### [Problem]
Once you have counted the lines below that contain "await", give that number and nothing else.

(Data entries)
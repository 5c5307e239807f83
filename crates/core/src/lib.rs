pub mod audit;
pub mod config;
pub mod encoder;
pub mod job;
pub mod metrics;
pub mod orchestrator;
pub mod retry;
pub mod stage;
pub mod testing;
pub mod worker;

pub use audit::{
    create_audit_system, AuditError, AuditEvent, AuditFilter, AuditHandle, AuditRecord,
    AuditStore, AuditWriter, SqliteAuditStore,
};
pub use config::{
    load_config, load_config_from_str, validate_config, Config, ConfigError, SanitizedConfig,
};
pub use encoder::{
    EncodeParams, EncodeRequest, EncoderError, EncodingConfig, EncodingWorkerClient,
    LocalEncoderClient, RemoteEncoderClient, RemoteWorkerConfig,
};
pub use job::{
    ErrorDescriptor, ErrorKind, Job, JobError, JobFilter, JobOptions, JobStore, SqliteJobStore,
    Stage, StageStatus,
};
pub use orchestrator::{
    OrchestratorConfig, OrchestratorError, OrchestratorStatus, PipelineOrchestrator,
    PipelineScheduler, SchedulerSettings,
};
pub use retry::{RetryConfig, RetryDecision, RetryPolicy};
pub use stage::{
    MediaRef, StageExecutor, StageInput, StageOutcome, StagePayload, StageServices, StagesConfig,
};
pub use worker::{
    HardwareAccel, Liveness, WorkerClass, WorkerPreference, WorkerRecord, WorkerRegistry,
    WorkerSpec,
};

...

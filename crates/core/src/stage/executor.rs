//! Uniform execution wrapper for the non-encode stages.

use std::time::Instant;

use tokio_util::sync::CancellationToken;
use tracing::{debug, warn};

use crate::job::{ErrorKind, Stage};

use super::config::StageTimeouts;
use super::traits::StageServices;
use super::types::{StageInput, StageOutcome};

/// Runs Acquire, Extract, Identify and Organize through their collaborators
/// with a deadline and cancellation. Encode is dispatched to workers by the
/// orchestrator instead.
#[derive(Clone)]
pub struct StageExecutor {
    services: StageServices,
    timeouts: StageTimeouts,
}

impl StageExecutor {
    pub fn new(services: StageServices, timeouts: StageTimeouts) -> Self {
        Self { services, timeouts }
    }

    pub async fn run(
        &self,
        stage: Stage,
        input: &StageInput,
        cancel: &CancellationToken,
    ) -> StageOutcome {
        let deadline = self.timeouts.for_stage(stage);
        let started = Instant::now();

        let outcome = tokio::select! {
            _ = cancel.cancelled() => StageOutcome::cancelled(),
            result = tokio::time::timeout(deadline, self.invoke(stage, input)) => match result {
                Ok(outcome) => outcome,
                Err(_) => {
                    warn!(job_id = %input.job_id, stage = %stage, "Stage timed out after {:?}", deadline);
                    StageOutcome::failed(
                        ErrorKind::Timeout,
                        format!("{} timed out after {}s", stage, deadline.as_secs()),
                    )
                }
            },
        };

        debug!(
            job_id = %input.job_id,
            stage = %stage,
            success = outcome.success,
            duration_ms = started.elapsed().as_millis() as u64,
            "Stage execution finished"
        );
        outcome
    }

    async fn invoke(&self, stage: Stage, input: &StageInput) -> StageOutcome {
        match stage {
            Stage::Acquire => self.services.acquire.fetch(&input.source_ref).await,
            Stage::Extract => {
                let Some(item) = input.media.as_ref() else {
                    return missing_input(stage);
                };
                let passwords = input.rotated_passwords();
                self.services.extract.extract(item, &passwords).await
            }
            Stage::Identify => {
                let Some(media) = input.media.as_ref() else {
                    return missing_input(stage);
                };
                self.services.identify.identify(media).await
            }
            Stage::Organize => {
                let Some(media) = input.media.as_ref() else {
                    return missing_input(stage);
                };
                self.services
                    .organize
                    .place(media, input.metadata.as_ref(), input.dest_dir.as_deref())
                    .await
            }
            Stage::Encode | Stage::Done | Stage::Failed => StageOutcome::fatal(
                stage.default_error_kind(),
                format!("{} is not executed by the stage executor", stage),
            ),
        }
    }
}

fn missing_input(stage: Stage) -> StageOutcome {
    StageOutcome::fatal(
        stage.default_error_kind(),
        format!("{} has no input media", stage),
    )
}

### [Exercise answer]
4